- **Exercise requirements**: Every entry that follows should be reproduced exactly.

- **Data to examine**:
// Copyright 2025 eraflo
//
// Licensed under the Apache License, Version 2.0 (the "License");
// you may not use this file except in compliance with the License.
// You may obtain a copy of the License at
//
//     http://www.apache.org/licenses/LICENSE-2.0
//
// Unless required by applicable law or agreed to in writing, software
// distributed under the License is distributed on an "AS IS" BASIS,
// WITHOUT WARRANTIES OR CONDITIONS OF ANY KIND, either express or implied.
// See the License for the specific language governing permissions and
// limitations under the License.

//! Wireframe boxes for debug overlays.

use super::{create_pipeline, release_pipeline};
use crate::{
    constants::WireframeConstants,
    lane::{not_created, DrawContext, LaneContext, LaneInput, RenderLane},
};
use cadence_core::{CommandEncoder, GraphicsDevice, PipelineId, RenderError};
use cadence_data::Suballocation;
use glam::{Mat4, Vec4};

/// Color of scene bounding boxes.
pub const BOUNDING_BOX_COLOR: Vec4 = Vec4::new(1.0, 0.0, 0.0, 1.0);

const CUBE_EDGES: [u16; 24] = [
    0, 1, 1, 3, 3, 2, 2, 0, // -z face
    4, 5, 5, 7, 7, 6, 6, 4, // +z face
    0, 4, 1, 5, 2, 6, 3, 7, // connecting edges
];

/// Draws unit cubes as line lists.
///
/// With [`LaneInput::Wireframe`] it draws the single box it is given;
/// otherwise it draws the bounding box of every scene mesh captured at
/// creation.
#[derive(Debug)]
pub struct WireframeLane {
    label: &'static str,
    scene_boxes: bool,
    pipeline: Option<PipelineId>,
    cube: Option<(Suballocation, Suballocation)>,
    boxes: Vec<Mat4>,
}

impl WireframeLane {
    /// A lane that only draws boxes it is handed.
    pub fn new() -> Self {
        Self {
            label: "Wireframe",
            scene_boxes: false,
            pipeline: None,
            cube: None,
            boxes: Vec::new(),
        }
    }

    /// A lane that draws the scene's bounding boxes.
    pub fn bounding_boxes() -> Self {
        Self {
            label: "Bounding Box",
            scene_boxes: true,
            ..Self::new()
        }
    }

    fn draw_box(
        &self,
        encoder: &mut dyn CommandEncoder,
        ctx: &mut DrawContext<'_>,
        world_view_projection: Mat4,
        color: Vec4,
    ) -> Result<(), RenderError> {
        let Some((vertices, indices)) = self.cube else {
            return Err(not_created(self.label));
        };
        let constants = ctx.push_constants(&WireframeConstants::new(world_view_projection, color))?;
        encoder.bind_constant_buffer(0, constants);
        encoder.set_vertex_buffer(0, vertices.address, vertices.size, 12);
        encoder.set_index_buffer(indices.address, indices.size);
        encoder.draw_indexed(0..CUBE_EDGES.len() as u32, 0, 0..1);
        Ok(())
    }
}

impl Default for WireframeLane {
    fn default() -> Self {
        Self::new()
    }
}

impl RenderLane for WireframeLane {
    fn name(&self) -> &'static str {
        self.label
    }

    fn on_create(&mut self, ctx: &mut LaneContext<'_>) -> Result<(), RenderError> {
        if self.scene_boxes {
            let scene = ctx.scene.ok_or_else(|| {
                RenderError::ResourceError(format!("lane '{}' requires a loaded scene", self.label))
            })?;
            self.boxes = scene.meshes().iter().map(|m| m.bounds_transform()).collect();
        }

        let mut corners = Vec::with_capacity(8 * 3);
        for i in 0..8u32 {
            for bit in [1, 2, 4] {
                corners.push(if i & bit == 0 { -1.0f32 } else { 1.0 });
            }
        }
        let vertices = ctx
            .static_pool
            .allocate_with_data(ctx.device, bytemuck::cast_slice(&corners))?;
        let indices = ctx
            .static_pool
            .allocate_with_data(ctx.device, bytemuck::cast_slice(&CUBE_EDGES))?;
        self.cube = Some((vertices, indices));

        self.pipeline = Some(create_pipeline(
            ctx.device,
            self.label,
            ctx.targets.pipeline_kind(),
        )?);
        Ok(())
    }

    fn on_resize(&mut self, _width: u32, _height: u32) {}

    fn draw(&self, encoder: &mut dyn CommandEncoder, ctx: &mut DrawContext<'_>) -> Result<(), RenderError> {
        let pipeline = self.pipeline.ok_or_else(|| not_created(self.label))?;
        encoder.set_pipeline(pipeline);
        encoder.set_viewport(ctx.viewport);

        let input = ctx.input;
        match input {
            LaneInput::Wireframe { world, color } => self.draw_box(encoder, ctx, world, color),
            _ => {
                let view_projection = ctx.frame.camera.view_projection();
                for bounds in &self.boxes {
                    self.draw_box(encoder, ctx, view_projection * *bounds, BOUNDING_BOX_COLOR)?;
                }
                Ok(())
            }
        }
    }

    fn on_destroy(&mut self, device: &dyn GraphicsDevice) {
        release_pipeline(device, &mut self.pipeline, self.label);
        // Static pool ranges are permanent; only forget them.
        self.cube = None;
        self.boxes.clear();
    }
}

- **Answer below**:
// Copyright 2025 eraflo
//
// Licensed under the Apache License, Version 2.0 (the "License");
// you may not use this file except in compliance with the License.
// You may obtain a copy of the License at
//
//     http://www.apache.org/licenses/LICENSE-2.0
//
// Unless required by applicable law or agreed to in writing, software
// distributed under the License is distributed on an "AS IS" BASIS,
// WITHOUT WARRANTIES OR CONDITIONS OF ANY KIND, either express or implied.
// See the License for the specific language governing permissions and
// limitations under the License.

//! Wireframe boxes for debug overlays.

use super::{create_pipeline, release_pipeline};
use crate::{
    constants::WireframeConstants,
    lane::{not_created, DrawContext, LaneContext, LaneInput, RenderLane},
};
use cadence_core::{CommandEncoder, GraphicsDevice, PipelineId, RenderError};
use cadence_data::Suballocation;
use glam::{Mat4, Vec4};

/// Color of scene bounding boxes.
pub const BOUNDING_BOX_COLOR: Vec4 = Vec4::new(1.0, 0.0, 0.0, 1.0);

const CUBE_EDGES: [u16; 24] = [
    0, 1, 1, 3, 3, 2, 2, 0, // -z face
    4, 5, 5, 7, 7, 6, 6, 4, // +z face
    0, 4, 1, 5, 2, 6, 3, 7, // connecting edges
];

/// Draws unit cubes as line lists.
///
/// With [`LaneInput::Wireframe`] it draws the single box it is given;
/// otherwise it draws the bounding box of every scene mesh captured at
/// creation.
#[derive(Debug)]
pub struct WireframeLane {
    label: &'static str,
    scene_boxes: bool,
    pipeline: Option<PipelineId>,
    cube: Option<(Suballocation, Suballocation)>,
    boxes: Vec<Mat4>,
}

impl WireframeLane {
    /// A lane that only draws boxes it is handed.
    pub fn new() -> Self {
        Self {
            label: "Wireframe",
            scene_boxes: false,
            pipeline: None,
            cube: None,
            boxes: Vec::new(),
        }
    }

    /// A lane that draws the scene's bounding boxes.
    pub fn bounding_boxes() -> Self {
        Self {
            label: "Bounding Box",
            scene_boxes: true,
            ..Self::new()
        }
    }

    fn draw_box(
        &self,
        encoder: &mut dyn CommandEncoder,
        ctx: &mut DrawContext<'_>,
        world_view_projection: Mat4,
        color: Vec4,
    ) -> Result<(), RenderError> {
        let Some((vertices, indices)) = self.cube else {
            return Err(not_created(self.label));
        };
        let constants = ctx.push_constants(&WireframeConstants::new(world_view_projection, color))?;
        encoder.bind_constant_buffer(0, constants);
        encoder.set_vertex_buffer(0, vertices.address, vertices.size, 12);
        encoder.set_index_buffer(indices.address, indices.size);
        encoder.draw_indexed(0..CUBE_EDGES.len() as u32, 0, 0..1);
        Ok(())
    }
}

impl Default for WireframeLane {
    fn default() -> Self {
        Self::new()
    }
}

impl RenderLane for WireframeLane {
    fn name(&self) -> &'static str {
        self.label
    }

    fn on_create(&mut self, ctx: &mut LaneContext<'_>) -> Result<(), RenderError> {
        if self.scene_boxes {
            let scene = ctx.scene.ok_or_else(|| {
                RenderError::ResourceError(format!("lane '{}' requires a loaded scene", self.label))
            })?;
            self.boxes = scene.meshes().iter().map(|m| m.bounds_transform()).collect();
        }

        let mut corners = Vec::with_capacity(8 * 3);
        for i in 0..8u32 {
            for bit in [1, 2, 4] {
                corners.push(if i & bit == 0 { -1.0f32 } else { 1.0 });
            }
        }
        let vertices = ctx
            .static_pool
            .allocate_with_data(ctx.device, bytemuck::cast_slice(&corners))?;
        let indices = ctx
            .static_pool
            .allocate_with_data(ctx.device, bytemuck::cast_slice(&CUBE_EDGES))?;
        self.cube = Some((vertices, indices));

        self.pipeline = Some(create_pipeline(
            ctx.device,
            self.label,
            ctx.targets.pipeline_kind(),
        )?);
        Ok(())
    }

    fn on_resize(&mut self, _width: u32, _height: u32) {}

    fn draw(&self, encoder: &mut dyn CommandEncoder, ctx: &mut DrawContext<'_>) -> Result<(), RenderError> {
        let pipeline = self.pipeline.ok_or_else(|| not_created(self.label))?;
        encoder.set_pipeline(pipeline);
        encoder.set_viewport(ctx.viewport);

        let input = ctx.input;
        match input {
            LaneInput::Wireframe { world, color } => self.draw_box(encoder, ctx, world, color),
            _ => {
                let view_projection = ctx.frame.camera.view_projection();
                for bounds in &self.boxes {
                    self.draw_box(encoder, ctx, view_projection * *bounds, BOUNDING_BOX_COLOR)?;
                }
                Ok(())
            }
        }
    }

    fn on_destroy(&mut self, device: &dyn GraphicsDevice) {
        release_pipeline(device, &mut self.pipeline, self.label);
        // Static pool ranges are permanent; only forget them.
        self.cube = None;
        self.boxes.clear();
    }
}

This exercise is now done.